The SSPs might be the best avenue when considering existence. These pathways attempt to model the civilization out to the year 2100. Through various assumptions on resource availability, technology development and population, experts move qualitative narratives to quantitative values. Energy is of course central to this and the expectation is that demand in 2100 will increase from the current 350 EJ energy to a range of 400 to 1200 EJ based upon scenarios. Anyway you look at this, the energy demanded by existence goes up, sometimes significantly!

So the civilization exists and will be using more and more energy. For what purpose? Is it to maximize everyone’s standard of living? Is it to maximize procreation? Or perhaps it has no real purpose and planning for the future is simply leisure (le loisir). How do you think energy be best applied to achieve your imagined future? What value do you see in civilization?

Moss
Moss

Land Use

The Earth is a rocky sphere that orbits the Sun. Via plate tectonics it recycles its surface. Currently the land portion of Earth’s surface has an area of about 148.9 million square kilometres. This is expansive. For example, the whole surface area of the Moon is only about 6% of this; just the area of Europe. So we have lots of land to use as we see fit.

Let’s consider our use of the Earth’s land surface. We know the use from satellite data that measures the area of certain types of biomass. In 2017, the FAO estimates that agriculture covered 4.83 billion hectares, that forests covered 4 billion hectares and that other land such as deserts and barrens covered 4.165 billion hectares. While these numbers are just shy of the estimated total land area, they provide a very clear division of land use.

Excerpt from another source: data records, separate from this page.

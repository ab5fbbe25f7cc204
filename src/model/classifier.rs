//! Classifier capability and its persisted form

use serde::de::DeserializeOwned;
use serde::{Deserialize, Serialize};

use super::store::{ArtifactKind, ArtifactStore};
use crate::{Result, DIRE_WIN, RADIANT_WIN};

/// Binary outcome classifier over named feature columns
pub trait Classifier: Clone + Serialize + DeserializeOwned {
    /// Columns the classifier was built for, in input order
    fn columns(&self) -> &[String];

    /// Continue training from the current parameters
    fn fit(&mut self, x: &[Vec<f32>], y: &[u8], epochs: usize) -> Result<()>;

    /// `[P(class 0), P(class 1)]` per row
    fn predict_proba(&self, x: &[Vec<f32>]) -> Result<Vec<[f32; 2]>>;

    fn predict(&self, x: &[Vec<f32>]) -> Result<Vec<u8>> {
        Ok(self
            .predict_proba(x)?
            .into_iter()
            .map(|p| if p[1] > 0.5 { RADIANT_WIN } else { DIRE_WIN })
            .collect())
    }
}

/// Classifier blob plus the training state persisted with it.
///
/// Saving one of these is how a retrain commits: parameters and cursor move
/// together or not at all.
#[derive(Debug, Clone, Serialize, Deserialize)]
#[serde(bound = "C: Classifier")]
pub struct ClassifierArtifact<C: Classifier> {
    pub classifier: C,
    /// Scaler version the classifier was trained against
    pub scaler_version: u64,
    /// Last history row id consumed
    pub cursor: i64,
    pub trained_rows: usize,
}

impl<C: Classifier> ClassifierArtifact<C> {
    pub fn encode(&self) -> Result<Vec<u8>> {
        Ok(serde_json::to_vec(self)?)
    }

    pub fn decode(bytes: &[u8]) -> Result<Self> {
        Ok(serde_json::from_slice(bytes)?)
    }

    /// Latest stored classifier with its version
    pub fn load_latest(store: &dyn ArtifactStore) -> Result<Option<(u64, Self)>> {
        match store.load_latest(ArtifactKind::Classifier)? {
            Some((version, bytes)) => Ok(Some((version, Self::decode(&bytes)?))),
            None => Ok(None),
        }
    }

    /// Store as the next version; returns that version
    pub fn save_next(&self, store: &dyn ArtifactStore) -> Result<u64> {
        let version = store
            .latest_version(ArtifactKind::Classifier)?
            .map_or(1, |v| v + 1);
        store.save(ArtifactKind::Classifier, version, &self.encode()?)?;
        Ok(version)
    }
}

#[cfg(test)]
mod tests {
    use super::*;
    use crate::model::store::MemoryArtifactStore;
    use crate::model::LogisticClassifier;

    #[test]
    fn test_artifact_versions_increment() {
        let store = MemoryArtifactStore::new();
        assert!(ClassifierArtifact::<LogisticClassifier>::load_latest(&store)
            .unwrap()
            .is_none());

        let mut artifact = ClassifierArtifact {
            classifier: LogisticClassifier::new(vec!["x".to_string()], 0.1),
            scaler_version: 1,
            cursor: 0,
            trained_rows: 10,
        };
        assert_eq!(artifact.save_next(&store).unwrap(), 1);
        artifact.cursor = 5;
        assert_eq!(artifact.save_next(&store).unwrap(), 2);

        let (version, latest) = ClassifierArtifact::<LogisticClassifier>::load_latest(&store)
            .unwrap()
            .unwrap();
        assert_eq!(version, 2);
        assert_eq!(latest.cursor, 5);
        assert_eq!(latest.classifier, artifact.classifier);
    }
}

Let’s stop and think about these values. From them we see that humans have mastered the planet’s surface. Our agricultural area exceeds the forest area. Add infrastructure area (i.e. cities) to the agricultural area and the human affect becomes noticeable greater. We have taken over! And to think that only a few thousand years ago people had neither agriculture nor cities. What does this imply about land use for the future?

Land Use – All within 1km

Cats

We may be surprised at how seemingly small decisions can make for a big impact. Pets are an excellent example. A pet is an animal kept for companionship or pleasure. They serve no purpose other than to help make us happy.

Apparently we need lots of joy. For example, we are enjoying an estimated 200 million to over 1 billion domesticated cats. Chances are good that you’ve encountered domestic cats so we won’t describe them. But do you know their effect? For one, a typical cat needs 250 to 300 food calories a day. Taking this as an average and assuming a median number of cats then these carnivores take about 2.5e+17 Joules of energy each year. That’s a lot of energy.

Also, while cats reportedly originated in Egypt, we’ve placed them everywhere except the Antarctic. And we’ve let some of them run wild. Thus, in the U.S. alone they are responsible for the deaths of about 2 billion birds and 15 billion small mammals annually; including the extinction of some.

Small decisions, such as having a pet, can lead to big consequences. A consequence of having cats as pets has led to them getting a much larger share of (autotrophic) energy than they would have naturally obtained. And through extinctions, they’ve eliminated future competition for this energy. How will other small decisions be affecting our future?